Extracted entries Start Marker
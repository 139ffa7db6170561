mod common;
use common::{init_log, OK01};

use sdpwire::{ErrorKind, SdpConfig, SdpError, TokenKind};

const HEAD: &str = "v=0\r\no=- 1 2 IN IP4 127.0.0.1\r\ns=-\r\nt=0 0\r\n";

fn parse_err(input: &str) -> SdpError {
    let err = sdpwire::parse(input).unwrap_err();

    // The inline lexer must agree.
    let inline = SdpConfig::new()
        .set_concurrent_lexer(false)
        .parse(input)
        .unwrap_err();
    assert_eq!(err, inline);

    err
}

#[test]
fn rtpmap_for_unlisted_payload_type() {
    init_log();
    let input = format!("{HEAD}m=audio 9 RTP/AVP 0\r\na=rtpmap:8 PCMA/8000\r\n");
    let err = parse_err(&input);

    assert_eq!(err.line, 6);
    assert_eq!(err.kind, ErrorKind::PayloadTypeNotRegistered(8));
    assert_eq!(
        err.to_string(),
        "SDP parse: line 6: payload type 8 not on the m= line"
    );
}

#[test]
fn fmtp_and_rtcp_fb_are_gated_too() {
    init_log();
    let fmtp = format!("{HEAD}m=video 9 RTP/AVP 96\r\na=fmtp:97 apt=96\r\n");
    assert_eq!(
        parse_err(&fmtp).kind,
        ErrorKind::PayloadTypeNotRegistered(97)
    );

    let fb = format!("{HEAD}m=video 9 RTP/AVP 96\r\na=rtcp-fb:98 nack\r\n");
    assert_eq!(parse_err(&fb).kind, ErrorKind::PayloadTypeNotRegistered(98));
}

#[test]
fn rtpmap_in_non_rtp_media() {
    init_log();
    let input = format!(
        "{HEAD}m=application 9 UDP/DTLS/SCTP webrtc-datachannel\r\na=rtpmap:96 VP8/90000\r\n"
    );
    assert_eq!(
        parse_err(&input).kind,
        ErrorKind::PayloadTypeNotRegistered(96)
    );
}

#[test]
fn payload_type_repeated() {
    init_log();
    let input = format!("{HEAD}m=audio 9 RTP/AVP 0 8 0\r\n");
    assert_eq!(parse_err(&input).kind, ErrorKind::DuplicatePayloadType(0));
}

#[test]
fn ttl_on_ipv6() {
    init_log();
    let input = format!("{HEAD}c=IN IP6 ff15::101/3/2\r\n");
    let err = parse_err(&input);
    assert_eq!(err.line, 5);
    assert_eq!(err.kind, ErrorKind::TtlNotAllowed("ff15::101".into()));
}

#[test]
fn ipv4_ttl_and_count() {
    init_log();
    let input = format!("{HEAD}c=IN IP4 224.2.36.42/127\r\n");
    let data = sdpwire::parse(&input).unwrap();
    let c = data.connection.unwrap();
    assert_eq!((c.ttl, c.count), (127, 0));

    let input = format!("{HEAD}c=IN IP4 224.2.36.42/300\r\n");
    assert!(matches!(
        parse_err(&input).kind,
        ErrorKind::InvalidInteger { target: "ttl", .. }
    ));
}

#[test]
fn session_field_in_media_section() {
    init_log();
    let input = format!("{HEAD}m=audio 9 RTP/AVP 0\r\nt=0 0\r\n");
    let err = parse_err(&input);
    assert_eq!(
        err.kind,
        ErrorKind::FieldNotAllowed {
            field: 't',
            section: "media"
        }
    );
    assert_eq!(err.to_string(), "SDP parse: line 6: t not allowed in media section");
}

#[test]
fn media_attribute_at_session_level() {
    init_log();
    let input = format!("{HEAD}a=ssrc:1 cname:x\r\n");
    assert_eq!(
        parse_err(&input).kind,
        ErrorKind::MediaOnlyAttribute("ssrc".into())
    );
}

#[test]
fn candidate_without_typ() {
    init_log();
    let input = format!(
        "{HEAD}m=audio 9 RTP/AVP 0\r\na=candidate:1 1 udp 2130706431 10.0.0.1 9 type host\r\n"
    );
    assert_eq!(
        parse_err(&input).kind,
        ErrorKind::CandidateMissingTyp("type".into())
    );
}

#[test]
fn trace_holds_failing_line() {
    init_log();
    let input = format!("{HEAD}m=audio 9 RTP/AVP 0\r\na=rtpmap:8 PCMA/8000\r\n");
    let err = parse_err(&input);

    assert!(err.trace.iter().all(|t| t.line == 6));
    assert_eq!(err.trace[0].kind, TokenKind::Field);
    assert_eq!(err.trace[0].text, "a");
    assert!(err.trace.iter().any(|t| t.text == "PCMA"));

    let trace = err.trace_string();
    assert_eq!(trace.lines().count(), err.trace.len());
    assert!(trace.contains("AttrInt \"8000\""));
}

#[test]
fn lexical_error_drops_only_that_line() {
    init_log();
    // Missing clock rate, the lexer gives up on the rtpmap line.
    let input = format!(
        "{HEAD}m=video 9 RTP/AVP 96 97\r\n\
         a=rtpmap:96 VP8\r\n\
         a=rtpmap:97 rtx/90000\r\n"
    );
    let data = sdpwire::parse(&input).unwrap();
    let m = &data.media[0];
    assert_eq!(m.rtp(96.into()).unwrap().codec, "");
    assert_eq!(m.rtp(97.into()).unwrap().codec, "rtx");
}

#[test]
fn garbage_lines_are_skipped() {
    init_log();
    let input = OK01
        .replace("t=0 0\r\n", "t=0 0\r\n\r\nthis is not sdp\r\n")
        .replace("a=rtpmap:0", "=oops\r\na=rtpmap:0");
    assert_eq!(sdpwire::parse(&input).unwrap(), sdpwire::parse(OK01).unwrap());
}

#[test]
fn timing_out_of_range_is_an_error() {
    init_log();
    let input = format!("v=0\r\nt={} 0\r\n", u64::MAX);
    let err = parse_err(&input);
    assert_eq!(err.line, 2);
    assert!(matches!(
        err.kind,
        ErrorKind::InvalidInteger { target: "start time", .. }
    ));
}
Extracted entries End Marker
Each line of the listing above that contains the word "text" is to be copied.

■ Exercise response ■
    assert_eq!(err.trace[0].text, "a");
    assert!(err.trace.iter().any(|t| t.text == "PCMA"));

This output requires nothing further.